Statt von Identitätspolitik spricht der Politologe Yascha Mounk von "Identitätssynthese", die sich aus dem Postmodernismus, dem Postkolonialismus und der Critical Race Theory zusammensetze. Und deren Angriff auf den Universalismus sei nicht zu unterschätzen, sagt er im Welt-Gespräch: "Damit sich Studenten, Künstler und Intellektuelle so verblüffend empathielos auf die Seite der Hamas-Terroristen schlagen können, sind vier Konzepte wichtig, die aus der Identitätssynthese folgen: Erstens, die Welt ist nur zu verstehen als Kampf zwischen Weißen und People of Color.
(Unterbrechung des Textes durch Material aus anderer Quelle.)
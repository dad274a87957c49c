//! Renders a `TemplateConfig` into a Modal deployment file.
//!
//! The output is plain Python using Modal's public deployment API. Rendering
//! is infallible; all validation happens when the config is assembled.
//!
//! Generated names the user code could shadow (`image`, `app`, ...) are
//! prefixed with `_modal_`, and `app = modal.App(...)` is declared after the
//! embedded source so a user-level `app` never replaces it. A snapshot of the
//! user's globals is taken first so the interface lookup still sees it.

use std::fmt::Write as _;

use crate::domain::template::{RemoteFunctionConfig, TemplateConfig};

/// Python version of the container image.
pub const PYTHON_VERSION: &str = "3.11";

/// Prefix of the generated deployment file name.
pub const OUTPUT_PREFIX: &str = "modal_";

/// Name of the generated ASGI function.
pub const SERVE_FUNCTION: &str = "serve";

const SOURCE_BEGIN: &str = "# ---- begin embedded source";
const SOURCE_END: &str = "# ---- end embedded source";

/// Render the complete deployment file.
#[must_use]
pub fn render(config: &TemplateConfig) -> String {
    let mut out = String::new();
    let (future_imports, body) = if config.mode.serves_gradio() {
        split_future_imports(&config.source)
    } else {
        (String::new(), config.source.clone())
    };
    render_header(&mut out, config, &future_imports);
    render_image(&mut out, config);
    if let Some(nfs) = &config.nfs {
        let _ = writeln!(
            out,
            "_modal_nfs = modal.NetworkFileSystem.from_name({}, create_if_missing=True)\n",
            py_str(&nfs.name)
        );
    }

    if config.mode.serves_gradio() {
        render_embedded_source(&mut out, config, &body);
        out.push_str("_USER_GLOBALS = dict(globals())\n\n");
        render_app(&mut out, config);
        render_gradio_lookup(&mut out, config);
        render_gradio_serve(&mut out, config);
    } else {
        render_notebook_source(&mut out, config);
        render_app(&mut out, config);
        render_marimo_serve(&mut out, config);
    }

    for func in &config.remote_functions {
        render_remote_function(&mut out, config, func);
    }
    out
}

/// File name of the deployment file generated for `stem`.
#[must_use]
pub fn output_file_name(stem: &str) -> String {
    format!("{OUTPUT_PREFIX}{stem}.py")
}

/// Separate module-level `from __future__ import ...` statements from `source`.
///
/// Python only accepts them at the top of a file, so they are emitted before
/// `import modal` and removed from the embedded body. Parenthesised and
/// backslash-continued statements are moved whole.
#[must_use]
pub fn split_future_imports(source: &str) -> (String, String) {
    let mut future = String::new();
    let mut body = String::with_capacity(source.len());
    let mut continuing = false;
    let mut open_parens = false;
    for line in source.split_inclusive('\n') {
        let code = line.trim_end();
        let starts_future = !continuing
            && line.starts_with("from")
            && code
                .split_whitespace()
                .take(3)
                .eq(["from", "__future__", "import"]);
        if continuing || starts_future {
            future.push_str(line);
            if !line.ends_with('\n') {
                future.push('\n');
            }
            if starts_future {
                open_parens = code.contains('(') && !code.contains(')');
            } else if open_parens && code.contains(')') {
                open_parens = false;
            }
            continuing = open_parens || code.ends_with('\\');
        } else {
            body.push_str(line);
        }
    }
    (future, body)
}

/// Single-line form of `s` for use inside a `#` comment.
fn comment_text(s: &str) -> String {
    s.chars()
        .map(|c| if c.is_control() { ' ' } else { c })
        .collect()
}

/// Quote `s` as a double-quoted Python string literal.
///
/// Backslashes, quotes and control characters are escaped, so the literal
/// stays on one line whatever `s` contains (including `"""`).
#[must_use]
pub fn py_str(s: &str) -> String {
    let mut out = String::with_capacity(s.len() + 2);
    out.push('"');
    for c in s.chars() {
        match c {
            '\\' => out.push_str("\\\\"),
            '"' => out.push_str("\\\""),
            '\n' => out.push_str("\\n"),
            '\r' => out.push_str("\\r"),
            '\t' => out.push_str("\\t"),
            c if c.is_control() => {
                let _ = write!(out, "\\U{:08x}", u32::from(c));
            }
            c => out.push(c),
        }
    }
    out.push('"');
    out
}

fn py_list<I, S>(items: I) -> String
where
    I: IntoIterator<Item = S>,
    S: AsRef<str>,
{
    let quoted: Vec<String> = items.into_iter().map(|s| py_str(s.as_ref())).collect();
    format!("[{}]", quoted.join(", "))
}

// ── Sections ─────────────────────────────────────────────────────────────────

fn render_header(out: &mut String, config: &TemplateConfig, future_imports: &str) {
    let _ = writeln!(
        out,
        "# Generated by gradio-modal {} from {}.",
        env!("CARGO_PKG_VERSION"),
        comment_text(&config.source_name)
    );
    let _ = writeln!(out, "# Deployment mode: {}", config.mode);
    out.push_str("# Deploy with `modal deploy <this file>`. Edits are overwritten on regeneration.\n\n");
    if !future_imports.is_empty() {
        out.push_str(future_imports);
        out.push('\n');
    }
    out.push_str("import modal\n\n");
}

fn render_image(out: &mut String, config: &TemplateConfig) {
    out.push_str("_modal_image = (\n");
    let _ = writeln!(
        out,
        "    modal.Image.debian_slim(python_version={})",
        py_str(PYTHON_VERSION)
    );
    if !config.system_packages.is_empty() {
        let _ = writeln!(out, "    .apt_install({})", py_list(&config.system_packages));
    }
    let _ = writeln!(out, "    .pip_install({})", py_list(config.pip_packages()));
    if !config.env_vars.is_empty() {
        let pairs: Vec<String> = config
            .env_vars
            .iter()
            .map(|(k, v)| format!("{}: {}", py_str(k), py_str(v)))
            .collect();
        let _ = writeln!(out, "    .env({{{}}})", pairs.join(", "));
    }
    out.push_str(")\n\n");
}

fn render_embedded_source(out: &mut String, config: &TemplateConfig, body: &str) {
    let name = comment_text(&config.source_name);
    let _ = writeln!(out, "{SOURCE_BEGIN}: {name} ----");
    out.push_str(body);
    if !body.is_empty() && !body.ends_with('\n') {
        out.push('\n');
    }
    let _ = writeln!(out, "{SOURCE_END}: {name} ----\n");
}

fn render_notebook_source(out: &mut String, config: &TemplateConfig) {
    let _ = writeln!(out, "_NOTEBOOK_NAME = {}", py_str(&config.source_name));
    let _ = writeln!(out, "_NOTEBOOK_SOURCE = {}\n", py_str(&config.source));
}

fn render_app(out: &mut String, config: &TemplateConfig) {
    let _ = writeln!(
        out,
        "app = modal.App({}, image=_modal_image)\n",
        py_str(&config.app_name)
    );
}

fn render_gradio_lookup(out: &mut String, config: &TemplateConfig) {
    let _ = writeln!(out, "_ENTRY_POINTS = {}\n", py_list(config.entry_points()));
    out.push_str(
        r#"
def _is_gradio_interface(value):
    import types

    if isinstance(value, (type, types.ModuleType)):
        return False
    return hasattr(value, "queue") and hasattr(value, "launch")


def _find_gradio_app():
    for name in _ENTRY_POINTS:
        value = _USER_GLOBALS.get(name)
        if value is not None and _is_gradio_interface(value):
            return value

    found = [
        (name, value)
        for name, value in _USER_GLOBALS.items()
        if not name.startswith("_") and _is_gradio_interface(value)
    ]
    if not found:
        raise RuntimeError(
            "No Gradio interface found. Assign it to a global named `demo` "
            "or pass --entry-point when generating this file."
        )
    if len(found) > 1:
        names = ", ".join(name for name, _ in found)
        print(f"Several Gradio interfaces found ({names}); using {found[0][0]!r}")
    return found[0][1]

"#,
    );
}

fn function_decorator(out: &mut String, config: &TemplateConfig) {
    let mut args = Vec::new();
    if let Some(gpu) = &config.gpu {
        args.push(format!("gpu={}", py_str(&gpu.to_string())));
    }
    args.push(format!("timeout={}", config.timeout_secs));
    let limits = &config.limits;
    if limits.min_containers > 0 {
        args.push(format!("min_containers={}", limits.min_containers));
    }
    if let Some(max) = limits.max_containers {
        args.push(format!("max_containers={max}"));
    }
    args.push(format!("scaledown_window={}", limits.scaledown_window_secs));
    if !config.secrets.is_empty() {
        let secrets: Vec<String> = config
            .secrets
            .iter()
            .map(|s| format!("modal.Secret.from_name({})", py_str(s)))
            .collect();
        args.push(format!("secrets=[{}]", secrets.join(", ")));
    }
    if let Some(nfs) = &config.nfs {
        args.push(format!(
            "network_file_systems={{{}: _modal_nfs}}",
            py_str(&nfs.mount_path)
        ));
    }

    out.push_str("@app.function(\n");
    for arg in args {
        let _ = writeln!(out, "    {arg},");
    }
    out.push_str(")\n");
    let _ = writeln!(
        out,
        "@modal.concurrent(max_inputs={})",
        limits.max_concurrent_inputs
    );
    out.push_str("@modal.asgi_app()\n");
}

fn render_gradio_serve(out: &mut String, config: &TemplateConfig) {
    function_decorator(out, config);
    let _ = writeln!(out, "def {SERVE_FUNCTION}():");
    let _ = writeln!(
        out,
        "    from fastapi import FastAPI
    from gradio.routes import mount_gradio_app

    interface = _find_gradio_app()
    interface.queue()
    web_app = FastAPI(title={})
    return mount_gradio_app(app=web_app, blocks=interface, path=\"/\")
",
        py_str(&config.app_name)
    );
}

fn render_marimo_serve(out: &mut String, config: &TemplateConfig) {
    function_decorator(out, config);
    let _ = writeln!(out, "def {SERVE_FUNCTION}():");
    out.push_str(
        "    import pathlib

    import marimo

    notebook = pathlib.Path(\"/root\") / _NOTEBOOK_NAME
    notebook.write_text(_NOTEBOOK_SOURCE)
    server = marimo.create_asgi_app().with_app(path=\"\", root=str(notebook))
    return server.build()

",
    );
}

fn render_remote_function(out: &mut String, config: &TemplateConfig, func: &RemoteFunctionConfig) {
    let mut args = Vec::new();
    if let Some(gpu) = &func.gpu {
        args.push(format!("gpu={}", py_str(&gpu.to_string())));
    }
    args.push(format!("timeout={}", func.timeout_secs));
    if func.keep_warm > 0 {
        args.push(format!("min_containers={}", func.keep_warm));
    }
    if let Some(cron) = &func.schedule {
        args.push(format!("schedule=modal.Cron({})", py_str(cron)));
    }
    if !config.secrets.is_empty() {
        let secrets: Vec<String> = config
            .secrets
            .iter()
            .map(|s| format!("modal.Secret.from_name({})", py_str(s)))
            .collect();
        args.push(format!("secrets=[{}]", secrets.join(", ")));
    }

    let _ = writeln!(out, "\n@app.function({})", args.join(", "));
    let _ = writeln!(out, "def remote_{}(*args, **kwargs):", func.name);
    if config.mode.serves_gradio() {
        let _ = writeln!(
            out,
            "    return _USER_GLOBALS[{}](*args, **kwargs)",
            py_str(&func.name)
        );
    } else {
        // Notebook sources are not importable here; execute them to reach the function.
        let _ = writeln!(
            out,
            "    namespace = {{}}\n    exec(compile(_NOTEBOOK_SOURCE, _NOTEBOOK_NAME, \"exec\"), namespace)\n    return namespace[{}](*args, **kwargs)",
            py_str(&func.name)
        );
    }
}

// ── Unit tests ───────────────────────────────────────────────────────────────
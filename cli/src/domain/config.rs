//! Domain types and validators for gradio-modal configuration.
//!
//! Pure functions only: no I/O, no async, no filesystem access.

use anyhow::Result;
use serde::{Deserialize, Serialize};

use crate::domain::error::ConfigError;
use crate::domain::gpu::GpuSpec;
use crate::domain::mode::DeploymentMode;
use crate::domain::template::MAX_TIMEOUT_SECS;

// ── Constants ────────────────────────────────────────────────────────────────

pub const VALID_CONFIG_KEYS: &[&str] = &[
    "defaults.mode",
    "defaults.gpu",
    "defaults.timeout_minutes",
    "defaults.expiration_minutes",
];

const MAX_MINUTES: u64 = MAX_TIMEOUT_SECS / 60;

// ── Config schema ────────────────────────────────────────────────────────────

/// Top-level configuration stored in `~/.gradio-modal/config.yaml`.
#[derive(Debug, Clone, Serialize, Deserialize, Default, PartialEq, Eq)]
#[serde(default)]
pub struct ToolConfig {
    /// Defaults applied to `deploy` when flags are absent.
    #[serde(default)]
    pub defaults: DeployDefaults,
}

/// Deployment defaults.
#[derive(Debug, Clone, Serialize, Deserialize, PartialEq, Eq)]
pub struct DeployDefaults {
    /// Mode used when no mode flag is passed.
    #[serde(default)]
    pub mode: DeploymentMode,
    /// GPU used when `--gpu` is absent; the mode's default applies if unset.
    #[serde(default, skip_serializing_if = "Option::is_none")]
    pub gpu: Option<GpuSpec>,
    /// Timeout for `modal deploy` itself.
    #[serde(default = "default_timeout_minutes")]
    pub timeout_minutes: u64,
    /// Serving timeout of deployed apps unless `--deploy-without-expiration`.
    #[serde(default = "default_expiration_minutes")]
    pub expiration_minutes: u64,
}

impl Default for DeployDefaults {
    fn default() -> Self {
        Self {
            mode: DeploymentMode::default(),
            gpu: None,
            timeout_minutes: default_timeout_minutes(),
            expiration_minutes: default_expiration_minutes(),
        }
    }
}

fn default_timeout_minutes() -> u64 {
    15
}

fn default_expiration_minutes() -> u64 {
    60
}

// ── Validators ───────────────────────────────────────────────────────────────

/// Validates a configuration key against the whitelist.
///
/// # Errors
///
/// Returns an error if the key is not in the allowed list.
pub fn validate_config_key(key: &str) -> Result<()> {
    if !VALID_CONFIG_KEYS.contains(&key) {
        return Err(ConfigError::UnknownKey {
            key: key.to_string(),
            valid: VALID_CONFIG_KEYS.join(", "),
        }
        .into());
    }
    Ok(())
}

/// Validates a configuration value for the given key.
///
/// # Errors
///
/// Returns an error if the value is not valid for the key.
pub fn validate_config_value(key: &str, value: &str) -> Result<()> {
    let invalid = |valid: String| ConfigError::InvalidValue {
        key: key.to_string(),
        value: value.to_string(),
        valid,
    };
    match key {
        "defaults.mode" => {
            if value.parse::<DeploymentMode>().is_err() {
                let modes: Vec<&str> = DeploymentMode::ALL.iter().map(|m| m.as_str()).collect();
                return Err(invalid(modes.join(", ")).into());
            }
        }
        "defaults.gpu" => {
            if value != "none" && value.parse::<GpuSpec>().is_err() {
                return Err(invalid("none, any, T4, L4, A10G, A100, A100-80GB, H100 (optionally :COUNT)".to_string()).into());
            }
        }
        "defaults.timeout_minutes" | "defaults.expiration_minutes" => {
            let ok = value
                .parse::<u64>()
                .is_ok_and(|m| (1..=MAX_MINUTES).contains(&m));
            if !ok {
                return Err(invalid(format!("1..={MAX_MINUTES}")).into());
            }
        }
        _ => validate_config_key(key)?,
    }
    Ok(())
}

/// Parses `key=value` as given to `config-info --set`.
///
/// # Errors
///
/// Returns an error if there is no `=`.
pub fn parse_assignment(raw: &str) -> Result<(String, String)> {
    let (key, value) = raw
        .split_once('=')
        .ok_or_else(|| ConfigError::InvalidAssignment(raw.to_string()))?;
    Ok((key.trim().to_string(), value.trim().to_string()))
}

impl ToolConfig {
    /// Range-checks values that bypassed `set`, e.g. a hand-edited file.
    ///
    /// # Errors
    ///
    /// Returns an error naming the first out-of-range setting.
    pub fn validate(&self) -> Result<()> {
        let d = &self.defaults;
        validate_config_value("defaults.timeout_minutes", &d.timeout_minutes.to_string())?;
        validate_config_value("defaults.expiration_minutes", &d.expiration_minutes.to_string())?;
        Ok(())
    }

    /// Apply a validated `key = value` pair.
    ///
    /// # Errors
    ///
    /// Returns an error if the key or value fails validation.
    pub fn set(&mut self, key: &str, value: &str) -> Result<()> {
        validate_config_key(key)?;
        validate_config_value(key, value)?;
        match key {
            "defaults.mode" => self.defaults.mode = value.parse()?,
            "defaults.gpu" if value == "none" => self.defaults.gpu = None,
            "defaults.gpu" => self.defaults.gpu = Some(value.parse()?),
            "defaults.timeout_minutes" => self.defaults.timeout_minutes = value.parse()?,
            "defaults.expiration_minutes" => self.defaults.expiration_minutes = value.parse()?,
            _ => anyhow::bail!("Unknown setting: {key}"),
        }
        Ok(())
    }
}

// ── Unit tests ───────────────────────────────────────────────────────────────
Zweitens, die Welt ist nur zu verstehen als Kampf zwischen Kolonialisten und Kolonisierten - wobei man so tut, als ob sich diese Konzepte vollkommen überschneiden; der Angriff auf die Ukraine wird also nicht als imperialistische Tat akzeptiert, weil die Opfer weiß sind. Drittens, wir erkennen den individuellen Rassismus nicht an als eine der Kategorien der Welt, sondern es ist alles strukturell. Das bedeutet, wenn du Teil einer unterdrückten Minderheit bist, ist es unmöglich, einem Mitglied einer dominierenden Gruppe etwas Rassistisches oder Unfaires anzutun. Und viertens, der Imperativ der Intersektionalität: Wenn du ein guter Umweltschützer sein willst oder auch nur ein Schriftsteller oder Künstler mit gutem Ansehen in deinem Milieu, dann musst du gleichzeitig die richtige Position zu Palästina einnehmen."

Weitere Artikel: In der NZZ schreibt der Soziologe Stefan Müller-Doohm zum hundertjährigen Bestehen des Frankfurter Instituts für Sozialforschung.